ABOUT THIS TASK
What you return should match the records below exactly.

Records from a data source

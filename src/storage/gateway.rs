use chrono::{DateTime, Utc};

use crate::error::StorageError;
use crate::models::{
    EvaluationDetail, EvaluationRecord, EvaluationStats, NewEvaluation, NewResult, ResultRecord,
    SavedCriteria, UserId,
};

/// 持久化网关
///
/// 评分核心本身不写数据库；工作流层在评分成功后通过它保存结果。
/// 所有查询都按用户隔离。
pub trait PersistenceGateway: Send + Sync {
    /// 在同一个事务中写入评估记录和全部学生结果，返回评估 ID
    fn record_evaluation(
        &self,
        evaluation: &NewEvaluation,
        results: &[NewResult],
    ) -> Result<i64, StorageError>;

    fn save_criteria(
        &self,
        user_id: UserId,
        name: &str,
        criteria_text: &str,
    ) -> Result<SavedCriteria, StorageError>;

    /// 最新的在前
    fn list_criteria(&self, user_id: UserId) -> Result<Vec<SavedCriteria>, StorageError>;

    fn get_criteria(&self, user_id: UserId, id: i64) -> Result<Option<SavedCriteria>, StorageError>;

    /// 最新的在前，最多 `limit` 条
    fn evaluation_history(
        &self,
        user_id: UserId,
        limit: usize,
    ) -> Result<Vec<EvaluationRecord>, StorageError>;

    fn get_evaluation(
        &self,
        user_id: UserId,
        evaluation_id: i64,
    ) -> Result<Option<EvaluationRecord>, StorageError>;

    /// `now` 决定"本月"的范围
    fn evaluation_stats(
        &self,
        user_id: UserId,
        now: DateTime<Utc>,
    ) -> Result<EvaluationStats, StorageError>;

    /// 评估记录及结果，结果按分数降序
    fn evaluation_results(
        &self,
        user_id: UserId,
        evaluation_id: i64,
    ) -> Result<Option<EvaluationDetail>, StorageError>;

    fn get_result(&self, user_id: UserId, result_id: i64) -> Result<Option<ResultRecord>, StorageError>;

    /// 删除评估记录（学生结果级联删除），返回是否存在该记录
    fn delete_evaluation(&self, user_id: UserId, evaluation_id: i64) -> Result<bool, StorageError>;
}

SOLUTION TO THE PROBLEM
filename src/storage/gateway.rs
use chrono::{DateTime, Utc};

use crate::error::StorageError;
use crate::models::{
    EvaluationDetail, EvaluationRecord, EvaluationStats, NewEvaluation, NewResult, ResultRecord,
    SavedCriteria, UserId,
};

/// 持久化网关
///
/// 评分核心本身不写数据库；工作流层在评分成功后通过它保存结果。
/// 所有查询都按用户隔离。
pub trait PersistenceGateway: Send + Sync {
    /// 在同一个事务中写入评估记录和全部学生结果，返回评估 ID
    fn record_evaluation(
        &self,
        evaluation: &NewEvaluation,
        results: &[NewResult],
    ) -> Result<i64, StorageError>;

    fn save_criteria(
        &self,
        user_id: UserId,
        name: &str,
        criteria_text: &str,
    ) -> Result<SavedCriteria, StorageError>;

    /// 最新的在前
    fn list_criteria(&self, user_id: UserId) -> Result<Vec<SavedCriteria>, StorageError>;

    fn get_criteria(&self, user_id: UserId, id: i64) -> Result<Option<SavedCriteria>, StorageError>;

    /// 最新的在前，最多 `limit` 条
    fn evaluation_history(
        &self,
        user_id: UserId,
        limit: usize,
    ) -> Result<Vec<EvaluationRecord>, StorageError>;

    fn get_evaluation(
        &self,
        user_id: UserId,
        evaluation_id: i64,
    ) -> Result<Option<EvaluationRecord>, StorageError>;

    /// `now` 决定"本月"的范围
    fn evaluation_stats(
        &self,
        user_id: UserId,
        now: DateTime<Utc>,
    ) -> Result<EvaluationStats, StorageError>;

    /// 评估记录及结果，结果按分数降序
    fn evaluation_results(
        &self,
        user_id: UserId,
        evaluation_id: i64,
    ) -> Result<Option<EvaluationDetail>, StorageError>;

    fn get_result(&self, user_id: UserId, result_id: i64) -> Result<Option<ResultRecord>, StorageError>;

    /// 删除评估记录（学生结果级联删除），返回是否存在该记录
    fn delete_evaluation(&self, user_id: UserId, evaluation_id: i64) -> Result<bool, StorageError>;
}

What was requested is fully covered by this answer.